2.2 Bayesian Disease-Mapping Model

It is well known that Bayesian hierarchical models for disease mapping provide a trade-

off between bias and variance reduction of estimates, and is particularly helpful in

cases where the disease is rare. The variance reduction is achieved through borrowing

information from the neighboring region to produce a more stable estimate of the risk

surface with estimated risks shrunk toward the overall mean risk, or some function of

this mean.

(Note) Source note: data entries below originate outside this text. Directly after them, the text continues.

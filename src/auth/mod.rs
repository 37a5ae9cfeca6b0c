use std::sync::Arc;

use axum::http::{header, HeaderMap};
use thiserror::Error;

use crate::provider::{GrantStore, Identity, ProviderError, TokenResolver};

#[derive(Debug, Error)]
pub enum AuthError {
    #[error("{0}")]
    Unauthenticated(String),

    #[error("admin privileges required")]
    Forbidden,

    #[error(transparent)]
    Provider(#[from] ProviderError),
}

/// Decides whether a presented token belongs to an administrator.
///
/// Token resolution always goes through the caller-scoped resolver; the
/// elevated grant-store handle is used only for the privilege lookup. The
/// root-email bypass lives here and nowhere else.
pub struct AuthGate {
    resolver: Arc<dyn TokenResolver>,
    grants: Arc<dyn GrantStore>,
    root_email: String,
}

impl AuthGate {
    pub fn new(resolver: Arc<dyn TokenResolver>, grants: Arc<dyn GrantStore>, root_email: String) -> Self {
        Self { resolver, grants, root_email }
    }

    /// Resolve the caller's identity without any privilege check.
    pub async fn resolve_caller(&self, token: Option<&str>) -> Result<Option<Identity>, ProviderError> {
        match token {
            None => Ok(None),
            Some(t) => self.resolver.resolve(t).await,
        }
    }

    /// Full authorization: resolve the caller, then require either the
    /// designated root email or an existing grant row.
    pub async fn authorize(&self, token: Option<&str>) -> Result<Identity, AuthError> {
        let token = token.ok_or_else(|| AuthError::Unauthenticated("missing bearer token".into()))?;
        let caller = self
            .resolver
            .resolve(token)
            .await?
            .ok_or_else(|| AuthError::Unauthenticated("invalid or expired token".into()))?;

        if caller.email == self.root_email {
            return Ok(caller);
        }
        if self.grants.exists(caller.id).await? {
            return Ok(caller);
        }
        Err(AuthError::Forbidden)
    }
}

/// Extract a bearer token from the Authorization header, if present. The
/// scheme is matched case-insensitively, as clients vary in how they spell
/// it.
pub fn bearer_token(headers: &HeaderMap) -> Option<&str> {
    let value = headers.get(header::AUTHORIZATION)?.to_str().ok()?;
    let (scheme, token) = value.split_once(' ')?;
    if !scheme.eq_ignore_ascii_case("bearer") {
        return None;
    }
    let token = token.trim();
    if token.is_empty() {
        None
    } else {
        Some(token)
    }
}
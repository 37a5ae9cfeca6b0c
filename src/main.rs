use motorlot_admin_api::{app, config::AppConfig, state::AppState};

#[tokio::main]
async fn main() -> anyhow::Result<()> {
    // Load .env if present so cargo run picks up BACKEND_URL and friends.
    let _ = dotenvy::dotenv();

    tracing_subscriber::fmt()
        .with_env_filter(tracing_subscriber::EnvFilter::from_default_env())
        .init();

    let config = AppConfig::from_env()?;
    let state = AppState::hosted(&config);

    let bind_addr = format!("0.0.0.0:{}", config.port);
    let listener = tokio::net::TcpListener::bind(&bind_addr).await?;
    tracing::info!("Motorlot admin API listening on http://{}", bind_addr);

    axum::serve(listener, app(state)).await?;
    Ok(())
}
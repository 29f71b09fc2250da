//! Build script for choropleth-migrants.
//!
//! Copies the migrant counts CSV, the region GeoJSON and the world
//! background GeoJSON to OUT_DIR so they can be embedded via `include_str!`
//! at compile time.

use std::env;
use std::fs;
use std::path::Path;

fn main() {
    let out_dir = env::var("OUT_DIR").unwrap();

    let files = vec![
        ("../fixtures/migrants.csv", "migrants.csv"),
        ("../fixtures/europe_regions.geojson", "europe_regions.geojson"),
        ("../fixtures/world_countries.geojson", "world_countries.geojson"),
    ];

    for (src_path, dest_name) in &files {
        let src = Path::new(src_path);
        let dest = Path::new(&out_dir).join(dest_name);
        if src.exists() {
            fs::copy(src, &dest).unwrap_or_else(|e| {
                panic!("Failed to copy {} to {}: {}", src_path, dest.display(), e);
            });
        } else {
            fs::write(&dest, "").unwrap();
            println!(
                "cargo:warning=Fixture file {} not found, using empty placeholder",
                src_path
            );
        }
        println!("cargo:rerun-if-changed={}", src_path);
    }

    println!("cargo:rerun-if-changed=build.rs");
}
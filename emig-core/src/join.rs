//! Left join of tabular records onto map regions.
//!
//! Keys are compared exactly (case-sensitive). Regions without a record keep
//! their geometry and stay unattributed; they are drawn with the no-data color.
//! When several records share a key the first one wins.

use crate::record::Record;
use crate::region::RegionFeature;
use log::{debug, info, warn};
use serde::Serialize;
use std::collections::hash_map::Entry;
use std::collections::{HashMap, HashSet};

/// Summary of a join, mostly useful for diagnosing key mismatches.
#[derive(Debug, Clone, Default, PartialEq, Serialize)]
pub struct JoinReport {
    /// Number of regions that received attributes.
    pub matched: usize,
    /// Keys of regions with no record, in region order.
    pub unmatched_regions: Vec<String>,
    /// Keys of records no region asked for, in record order.
    pub unused_records: Vec<String>,
    /// Keys that appeared on more than one record (later rows were ignored).
    pub duplicate_keys: Vec<String>,
}

/// Join `records` onto `features`, returning the features in their original order.
pub fn join(features: Vec<RegionFeature>, records: &[Record]) -> Vec<RegionFeature> {
    join_with_report(features, records).0
}

pub fn join_with_report(
    mut features: Vec<RegionFeature>,
    records: &[Record],
) -> (Vec<RegionFeature>, JoinReport) {
    let mut report = JoinReport::default();

    let mut index: HashMap<&str, &Record> = HashMap::with_capacity(records.len());
    for record in records {
        match index.entry(record.region_key.as_str()) {
            Entry::Occupied(_) => {
                warn!(
                    "[EMIG] join: duplicate record key {:?}, keeping the first row",
                    record.region_key
                );
                report.duplicate_keys.push(record.region_key.clone());
            }
            Entry::Vacant(slot) => {
                slot.insert(record);
            }
        }
    }

    let mut used: HashSet<&str> = HashSet::new();
    for feature in features.iter_mut() {
        match index.get(feature.region_key.as_str()) {
            Some(&record) => {
                feature.attributes = Some(record.values);
                used.insert(record.region_key.as_str());
                report.matched += 1;
            }
            None => {
                debug!("[EMIG] join: no record for region {:?}", feature.region_key);
                report.unmatched_regions.push(feature.region_key.clone());
            }
        }
    }

    let mut seen: HashSet<&str> = HashSet::new();
    for record in records {
        let key = record.region_key.as_str();
        if !used.contains(key) && seen.insert(key) {
            report.unused_records.push(record.region_key.clone());
        }
    }

    info!(
        "[EMIG] join: {} of {} regions matched, {} records unused",
        report.matched,
        features.len(),
        report.unused_records.len()
    );
    (features, report)
}
//! Loaders turning the embedded data files into core types.
//!
//! - `records`: the migrant stock CSV (one row per country of residence)
//! - `regions`: the Europe regions GeoJSON feature collection and the
//!   world countries drawn behind it
//!
//! Both loaders work on string slices so the browser app can feed them
//! `include_str!` data and the CLI can feed them file contents.

mod records;
mod regions;

pub use records::load_records;
pub use regions::{load_background, load_regions, to_feature_collection};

Marshall (1991) reviews empirical Bayes and some early Bayesian methods

for disease mapping; Lawson et al. (2000) compares disease mapping models using

various goodness of fit criteria; Best et al. (2005) provides a comprehensive review of

the recent development in Bayesian disease mapping and compares models through

simulation studies; Richardson et al. (2004) conducts a comprehensive evaluation

designed to highlight the amount of smoothing of risk which occurs and the effects on

identifying global hotspots in a variety of settings. Our aim here is to evaluate various

ranking methods for risk estimators obtained from fitting Bayesian disease mapping

models. We focus on the basic spatial model described by Besag et al. (1991).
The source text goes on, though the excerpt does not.